▶ **WORK REQUEST**
Each line of the records that holds "views" should be shown in full.

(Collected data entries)
//! Common UI components shared across views.
//!
//! This module contains the header bar, tab bar, status bar, help overlay
//! and the admin confirmation dialog.

use ratatui::{
    layout::Rect,
    style::{Modifier, Style},
    text::{Line, Span},
    widgets::{Block, Borders, Clear, Paragraph, Tabs, Wrap},
    Frame,
};

use crate::app::{App, View};
use crate::data::Status;

/// Render the header bar with the sensor status overview.
///
/// Displays: overall indicator, sensor counts by status, system counters.
pub fn render_header(frame: &mut Frame, app: &App, area: Rect) {
    if app.latest.is_empty() {
        let mut spans = vec![
            Span::styled(" SENSORWATCH ", Style::default().add_modifier(Modifier::BOLD)),
            Span::raw("| Loading..."),
        ];
        if app.store.is_degraded() {
            spans.push(Span::styled(
                " (built-in config)",
                Style::default().fg(app.theme.alert),
            ));
        }
        frame.render_widget(Paragraph::new(Line::from(spans)), area);
        return;
    }

    let mut normal = 0;
    let mut warning = 0;
    let mut no_data = 0;
    for status in app.latest.values() {
        match status.status {
            Status::Normal => normal += 1,
            Status::Warning => warning += 1,
            Status::NoData => no_data += 1,
        }
    }

    let overall = if warning > 0 {
        Status::Warning
    } else if normal > 0 {
        Status::Normal
    } else {
        Status::NoData
    };

    let mut spans = vec![
        Span::styled(" ● ", app.theme.status_style(overall)),
        Span::styled("SENSORWATCH ", Style::default().add_modifier(Modifier::BOLD)),
        Span::raw("│ "),
        Span::styled(format!("{}", normal), Style::default().fg(app.theme.accent)),
        Span::raw(" ok "),
        if warning > 0 {
            Span::styled(
                format!("{}", warning),
                Style::default().fg(app.theme.alert).add_modifier(Modifier::BOLD),
            )
        } else {
            Span::styled("0", Style::default().add_modifier(Modifier::DIM))
        },
        Span::raw(" attention "),
        Span::styled(format!("{}", no_data), Style::default().fg(app.theme.neutral)),
        Span::raw(" no data │ "),
    ];

    match app.system_stats {
        Some(stats) => spans.push(Span::raw(format!(
            "{} active │ {} records",
            stats.active_sensors,
            format_count(stats.total_records)
        ))),
        None => spans.push(Span::styled("system stats n/a", Style::default().add_modifier(Modifier::DIM))),
    }

    if app.store.is_degraded() {
        spans.push(Span::styled(
            " │ built-in config",
            Style::default().fg(app.theme.alert),
        ));
    }

    frame.render_widget(Paragraph::new(Line::from(spans)), area);
}

/// Format a count for display (e.g., 1234 -> "1.2K", 1234567 -> "1.2M").
pub fn format_count(n: u64) -> String {
    if n >= 1_000_000 {
        format!("{:.1}M", n as f64 / 1_000_000.0)
    } else if n >= 1_000 {
        format!("{:.1}K", n as f64 / 1_000.0)
    } else {
        n.to_string()
    }
}

/// Render the tab bar showing available views.
pub fn render_tabs(frame: &mut Frame, app: &App, area: Rect) {
    let titles: Vec<Line> = vec![
        Line::from(" 1:Map "),
        Line::from(" 2:Sensors "),
        Line::from(" 3:Detail "),
    ];

    let selected = match app.current_view {
        View::Map => 0,
        View::Sensors => 1,
        View::Detail => 2,
    };

    let tabs = Tabs::new(titles)
        .select(selected)
        .style(app.theme.tab_inactive)
        .highlight_style(app.theme.tab_active)
        .divider("|");

    frame.render_widget(tabs, area);
}

/// Render the status bar at the bottom.
///
/// Shows: selected sensor, last update time, available controls.
/// Also displays temporary status messages and errors.
pub fn render_status_bar(frame: &mut Frame, app: &App, area: Rect) {
    if let Some(msg) = app.get_status_message() {
        let paragraph =
            Paragraph::new(format!(" {} ", msg)).style(Style::default().fg(app.theme.highlight));
        frame.render_widget(paragraph, area);
        return;
    }

    let selected = match app.selection().sensor_id() {
        Some(id) => app.display_name(id),
        None => "no sensor selected".to_string(),
    };

    let controls = match app.current_view {
        View::Map | View::Sensors => "↑↓:move Enter:select L:live Tab:switch ?:help q:quit",
        View::Detail => "t/p/h/g/n:chart params r:refresh Tab:switch ?:help q:quit",
    };

    let status = if let Some(ref err) = app.load_error {
        format!(" {} | Error: {} | r:retry q:quit", selected, err)
    } else if let Some(updated) = app.last_update {
        format!(
            " {} | Updated {} | {}",
            selected,
            updated.format("%H:%M:%S"),
            controls
        )
    } else {
        format!(" {} | Loading... | q:quit", app.source_description())
    };

    let paragraph = Paragraph::new(status).style(Style::default().add_modifier(Modifier::DIM));
    frame.render_widget(paragraph, area);
}

/// Render the help overlay with keyboard shortcuts.
///
/// Displayed as a centered modal on top of the current view.
pub fn render_help(frame: &mut Frame, app: &App, area: Rect) {
    let section = |title: &'static str| {
        Line::from(vec![Span::styled(
            title,
            Style::default().add_modifier(Modifier::BOLD),
        )])
    };

    let help_text = vec![
        Line::from(vec![Span::styled("Keyboard Shortcuts", app.theme.header)]),
        Line::from(""),
        section(" Navigation"),
        Line::from("  Tab / 1-3   Switch views"),
        Line::from("  ↑/↓ j/k     Move in sensor list"),
        Line::from("  Enter       Select sensor"),
        Line::from("  L           Select live sensor"),
        Line::from("  Click       Select row or marker"),
        Line::from(""),
        section(" Chart"),
        Line::from("  t p h g n   Toggle temperature, pressure,"),
        Line::from("              humidity, CO₂, noise"),
        Line::from(""),
        section(" Data"),
        Line::from("  G           Generate test data"),
        Line::from("  X           Clear all data"),
        Line::from("  R           Clear live sensor data"),
        Line::from(""),
        section(" General"),
        Line::from("  r           Refresh now"),
        Line::from("  e           Export to JSON"),
        Line::from("  q           Quit"),
        Line::from(""),
        Line::from(vec![Span::styled(
            "Press any key to close",
            Style::default().add_modifier(Modifier::DIM),
        )]),
    ];

    let block = Block::default()
        .title(" Help ")
        .borders(Borders::ALL)
        .border_type(app.theme.border_type)
        .border_style(Style::default().fg(app.theme.highlight));

    let help_area = centered_rect(area, 46, 28);
    frame.render_widget(Clear, help_area);
    frame.render_widget(Paragraph::new(help_text).block(block), help_area);
}

/// Render the confirmation dialog for a pending admin action.
pub fn render_confirm(frame: &mut Frame, app: &App, area: Rect) {
    let Some(action) = app.pending_admin else {
        return;
    };

    let text = vec![
        Line::from(action.confirmation_prompt()),
        Line::from(""),
        Line::from(vec![
            Span::styled("y", Style::default().fg(app.theme.alert).add_modifier(Modifier::BOLD)),
            Span::raw(": confirm   "),
            Span::styled("any other key", Style::default().add_modifier(Modifier::BOLD)),
            Span::raw(": cancel"),
        ]),
    ];

    let block = Block::default()
        .title(format!(" {} ", action))
        .borders(Borders::ALL)
        .border_type(app.theme.border_type)
        .border_style(Style::default().fg(app.theme.alert));

    let dialog = centered_rect(area, 56, 7);
    frame.render_widget(Clear, dialog);
    frame.render_widget(
        Paragraph::new(text).block(block).wrap(Wrap { trim: true }),
        dialog,
    );
}

/// A `width` x `height` rectangle centered in `area`, shrunk to fit.
pub fn centered_rect(area: Rect, width: u16, height: u16) -> Rect {
    let width = width.min(area.width.saturating_sub(4));
    let height = height.min(area.height.saturating_sub(2));
    let x = area.x + (area.width.saturating_sub(width)) / 2;
    let y = area.y + (area.height.saturating_sub(height)) / 2;
    Rect::new(x, y, width, height)
}

#[cfg(test)]
mod tests {
    use super::*;

    #[test]
    fn test_format_count() {
        assert_eq!(format_count(999), "999");
        assert_eq!(format_count(1_234), "1.2K");
        assert_eq!(format_count(2_500_000), "2.5M");
    }

    #[test]
    fn test_centered_rect_fits() {
        let area = Rect::new(0, 0, 40, 10);
        let rect = centered_rect(area, 56, 7);
        assert!(rect.width <= 36);
        assert_eq!(rect.height, 7);
        assert_eq!(rect.y, 1);
    }
}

▶ **TASK OUTPUT**
//! Common UI components shared across views.
/// Render the tab bar showing available views.
        Line::from("  Tab / 1-3   Switch views"),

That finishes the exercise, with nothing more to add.